Dieser Artikel erschien zuerst in der Freitag.

Es gibt im Kreolischen den Begriff ›Tchouboum‹. Er beschreibt den Moment, wenn jemand ins Wasser springt—eine Lautmalerei. In dem Wort bündeln sich die Bewegung, die Stofflichkeit, der Klang—und auch ein Bild. Das Verbreitungsgebiet des Begriffs in der Karibik und in Westafrika verweist auf die historischen Verschleppungs- und Umwälzungsbewegungen des transatlantischen Sklavenhandels. ›Tchouboum‹ dient als Wegweiser in das Werk des multidisziplinär arbeitenden Künstlers Thomias Radin, für den genau dieses Ineinander von Bewegung, Stofflichkeit, Klang und Bild entscheidend ist.

1993 in Guadeloupe geboren und zwischen Frankreich und der Karibik aufgewachsen, lebt und arbeitet Radin nun in Berlin. Für den Künstler spielt vor allem die Bewegung eine zentrale Rolle—ob in der Malerei, im Tanz oder in seinen klangvollen Performances, für die er mit anderen Künstlern zusammenarbeitet: »Ein Medium evoziert das nächste. Es begann mit der Malerei, die zum Tanz führte«, erzählt Radin im Videointerview. Durch die Verbindung beider entstanden schließlich seine Performances.

So wie Radin sich nicht auf ein einziges Medium festlegen mag, schlägt auch die Ausstellung ›POLY. A Fluid Show‹ im KINDL (Zentrum für zeitgenössische Kunst) eine neue, polyzentrische Kultur vor, die sich von dem Fokus auf das Eine, also von der Monokultur wegbewegt.

Die Schau ist Teil einer erstmaligen Kooperation des KINDL mit der Galerie Wedding. Letztere zeigt unter dem Motto POLY noch zwei Ausstellungen. Ein Performancefestival lief bereits, sowie eine Schau: Radins Einzelausstellung Polychrome. Der Mythos von Karukera und Cibuqueira war von Mitte Juni bis Ende August dort zu sehen. Sie bildete den Auftakt der Ausstellungstrilogie und bot den Rahmen für das Programm des Performancefestivals. Anknüpfend an diese von Malte Pieper kuratierte Einzelschau präsentiert Radin nun drei Werke in der Gruppenausstellung ›POLY. A Fluid Show‹.
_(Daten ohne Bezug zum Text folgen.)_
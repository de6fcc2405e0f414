use crate::auth::Guard;
use crate::error::Error;
use crate::events::DealCreatedEvent;
use crate::storage::Storage;
use crate::types::{Deal, DealStatus};
use crate::validation::Validator;
use soroban_sdk::{Address, Env, Symbol};

pub struct DealRegistry;

impl DealRegistry {
    /// Create a new deal (Admin only)
    ///
    /// # Errors
    /// - `NotInitialized`: Contract not initialized
    /// - `Unauthorized`: Caller is not admin
    /// - `ContractPaused`: Contract is paused
    /// - `InvalidTargetAmount`: Target must be positive
    /// - `InvalidMaturityTimestamp`: Maturity must be after freeze start
    /// - `InvalidMinContribution`: Minimum contribution must be positive
    /// - `TargetBelowMinContribution`: Target must be ≥ minimum contribution
    #[allow(clippy::too_many_arguments)]
    pub fn create_deal(
        env: &Env,
        caller: &Address,
        min_contribution: i128,
        target: i128,
        freeze_start: u64,
        maturity: u64,
        asset_id: u64,
        interest_rate: u32,
        beneficiary: &Address,
    ) -> Result<u64, Error> {
        Guard::require_admin(env, caller)?;
        Guard::require_not_paused(env)?;

        Validator::validate_deal_terms(min_contribution, target, freeze_start, maturity)?;

        let deal_id = Storage::next_deal_id(env)?;

        let deal = Deal {
            id: deal_id,
            min_contribution,
            target,
            freeze_start,
            maturity,
            asset_id,
            interest_rate,
            beneficiary: beneficiary.clone(),
            raised: 0,
            status: DealStatus::Open,
        };
        Storage::set_deal(env, &deal);

        env.events().publish(
            (Symbol::new(env, "deal_created"), deal_id),
            DealCreatedEvent {
                deal_id,
                min_contribution,
                target,
                freeze_start,
                maturity,
                asset_id,
                interest_rate,
                beneficiary: beneficiary.clone(),
            },
        );

        Ok(deal_id)
    }
}
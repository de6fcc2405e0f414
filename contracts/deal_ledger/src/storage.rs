//! Typed access to the two storage tiers.
//!
//! Instance storage holds the configuration record, the pause flag and both ID
//! counters. Deals, investments and the per-deal investment index are
//! persistent entries with their own TTL.

use crate::error::Error;
use crate::types::{Config, Deal, Investment};
use soroban_sdk::{contracttype, Env, Vec};

/// Approximate ledgers per day (~5 seconds per ledger).
const DAY_IN_LEDGERS: u32 = 17_280;

const INSTANCE_BUMP_AMOUNT: u32 = 7 * DAY_IN_LEDGERS;
const INSTANCE_LIFETIME_THRESHOLD: u32 = DAY_IN_LEDGERS;

const PERSISTENT_BUMP_AMOUNT: u32 = 30 * DAY_IN_LEDGERS;
const PERSISTENT_LIFETIME_THRESHOLD: u32 = 7 * DAY_IN_LEDGERS;

#[contracttype]
#[derive(Clone)]
pub enum DataKey {
    Config,
    Paused,
    DealCounter,
    InvestmentCounter,
    Deal(u64),            // deal_id -> Deal
    Investment(u64),      // investment_id -> Investment
    DealInvestments(u64), // deal_id -> Vec<investment_id>
}

pub struct Storage;

impl Storage {
    fn bump_instance(env: &Env) {
        env.storage()
            .instance()
            .extend_ttl(INSTANCE_LIFETIME_THRESHOLD, INSTANCE_BUMP_AMOUNT);
    }

    fn bump_persistent(env: &Env, key: &DataKey) {
        env.storage()
            .persistent()
            .extend_ttl(key, PERSISTENT_LIFETIME_THRESHOLD, PERSISTENT_BUMP_AMOUNT);
    }

    // Config
    pub fn has_config(env: &Env) -> bool {
        env.storage().instance().has(&DataKey::Config)
    }

    pub fn get_config(env: &Env) -> Result<Config, Error> {
        let config = env
            .storage()
            .instance()
            .get(&DataKey::Config)
            .ok_or(Error::NotInitialized)?;
        Self::bump_instance(env);
        Ok(config)
    }

    pub fn set_config(env: &Env, config: &Config) {
        env.storage().instance().set(&DataKey::Config, config);
        Self::bump_instance(env);
    }

    // Pause flag
    pub fn is_paused(env: &Env) -> bool {
        env.storage()
            .instance()
            .get(&DataKey::Paused)
            .unwrap_or(false)
    }

    pub fn set_paused(env: &Env, paused: bool) {
        env.storage().instance().set(&DataKey::Paused, &paused);
    }

    // Counters
    pub fn deal_count(env: &Env) -> u64 {
        env.storage()
            .instance()
            .get(&DataKey::DealCounter)
            .unwrap_or(0)
    }

    pub fn investment_count(env: &Env) -> u64 {
        env.storage()
            .instance()
            .get(&DataKey::InvestmentCounter)
            .unwrap_or(0)
    }

    pub fn reset_counters(env: &Env) {
        env.storage().instance().set(&DataKey::DealCounter, &0u64);
        env.storage()
            .instance()
            .set(&DataKey::InvestmentCounter, &0u64);
    }

    /// Advances the deal counter and returns the new value as the next ID.
    pub fn next_deal_id(env: &Env) -> Result<u64, Error> {
        let id = Self::deal_count(env)
            .checked_add(1)
            .ok_or(Error::ArithmeticOverflow)?;
        env.storage().instance().set(&DataKey::DealCounter, &id);
        Ok(id)
    }

    /// Same as [`Storage::next_deal_id`] for investments. IDs are never reused.
    pub fn next_investment_id(env: &Env) -> Result<u64, Error> {
        let id = Self::investment_count(env)
            .checked_add(1)
            .ok_or(Error::ArithmeticOverflow)?;
        env.storage()
            .instance()
            .set(&DataKey::InvestmentCounter, &id);
        Ok(id)
    }

    // Deals
    pub fn get_deal(env: &Env, deal_id: u64) -> Result<Deal, Error> {
        let key = DataKey::Deal(deal_id);
        let deal = env
            .storage()
            .persistent()
            .get(&key)
            .ok_or(Error::NoSuchDeal)?;
        Self::bump_persistent(env, &key);
        Ok(deal)
    }

    pub fn set_deal(env: &Env, deal: &Deal) {
        let key = DataKey::Deal(deal.id);
        env.storage().persistent().set(&key, deal);
        Self::bump_persistent(env, &key);
    }

    // Investments
    pub fn get_investment(env: &Env, investment_id: u64) -> Option<Investment> {
        let key = DataKey::Investment(investment_id);
        let investment = env.storage().persistent().get(&key)?;
        Self::bump_persistent(env, &key);
        Some(investment)
    }

    /// Stores a new investment and appends it to its deal's index.
    pub fn insert_investment(env: &Env, investment: &Investment) {
        let key = DataKey::Investment(investment.id);
        env.storage().persistent().set(&key, investment);
        Self::bump_persistent(env, &key);

        let mut index = Self::deal_investments(env, investment.deal_id);
        index.push_back(investment.id);
        Self::set_deal_investments(env, investment.deal_id, &index);
    }

    /// Hard-deletes an investment record without touching the index.
    pub fn delete_investment(env: &Env, investment_id: u64) {
        env.storage()
            .persistent()
            .remove(&DataKey::Investment(investment_id));
    }

    /// Hard-deletes an investment and drops it from its deal's index.
    pub fn remove_investment(env: &Env, investment: &Investment) {
        Self::delete_investment(env, investment.id);

        let mut index = Self::deal_investments(env, investment.deal_id);
        if let Some(pos) = index.first_index_of(investment.id) {
            index.remove(pos);
        }
        Self::set_deal_investments(env, investment.deal_id, &index);
    }

    // Per-deal index
    pub fn deal_investments(env: &Env, deal_id: u64) -> Vec<u64> {
        let key = DataKey::DealInvestments(deal_id);
        match env.storage().persistent().get(&key) {
            Some(index) => {
                Self::bump_persistent(env, &key);
                index
            }
            None => Vec::new(env),
        }
    }

    /// Replaces a deal's index in one write; an empty index drops the key.
    pub fn set_deal_investments(env: &Env, deal_id: u64, index: &Vec<u64>) {
        let key = DataKey::DealInvestments(deal_id);
        if index.is_empty() {
            env.storage().persistent().remove(&key);
        } else {
            env.storage().persistent().set(&key, index);
            Self::bump_persistent(env, &key);
        }
    }
}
Für diese Schau im KINDL versammelt Kuratorin Solvej Helweg Ovesen elf internationale Künstler*innen, die sich entgegen der Fixierung des Globalen Nordens auf das Suffix Mono, das Einzelne und Individuelle, mit Polyzentrismus beschäftigen. So wie Radin arbeiten auch die anderen in der Gruppenausstellung vertretenen Künstler*innen—Cibelle Cavalli Bastos, melanie bonajo, Elolo Bosoka, Kerstin Brätsch, Raquel van Haver, Toni Mauersberg, Na Chainkua Reindorf, Lorenzo Sandoval, Emma Talbot, Mikey Woodbridge—1ausgehend von der Malerei multidisziplinär.

Im KINDL zu sehen sind Radins Gemälde The Annunciation: Tout’ Moun doubout`, An nou ay!, sein Film Rival sowie die Tanzperformance The Myth of Trinity II, für die er mit dem Klangkünstler Maxime Rogron alias Delawhere, dem Percussionisten Bruno Thénard und dem Tänzer Andrège Bidiamambu zusammenarbeitet.

Auch diese Werke Radins zeigen: Es ist ein In-sich- und Aus-sich-Gehen, ein permanenter Kreislauf, der sein Arbeiten prägt. Jedes künstlerische Werk dient ihm als Grundlage für das nächste. Sein OEuvre erhält so den Charakter einer fortwährenden Studie. Radin rückt dabei Intuition, Intimität und Verletzlichkeit in den Fokus seines Schaffens und setzt seine persönlichen Erfahrungen in Bezug zu historischen Ereignissen.

Die vorkolonialen Namen

Die meisten Gemälde Radins erinnern an frühe Formen des Films. Der Brite Eadweard Muybridge begann 1887 mit Serienfotos eines galoppierenden Pferdes seine Studien tierischer und menschlicher Bewegungsabläufe. Radin animiert seine Figuren auf der Leinwand durch dynamische Pinselstriche, ineinander verschlungene Schwarze Körper, die durch ihre fehlenden Gesichter immer wieder Leerstellen lassen und zur eigenen Fortsetzung der Narration einladen.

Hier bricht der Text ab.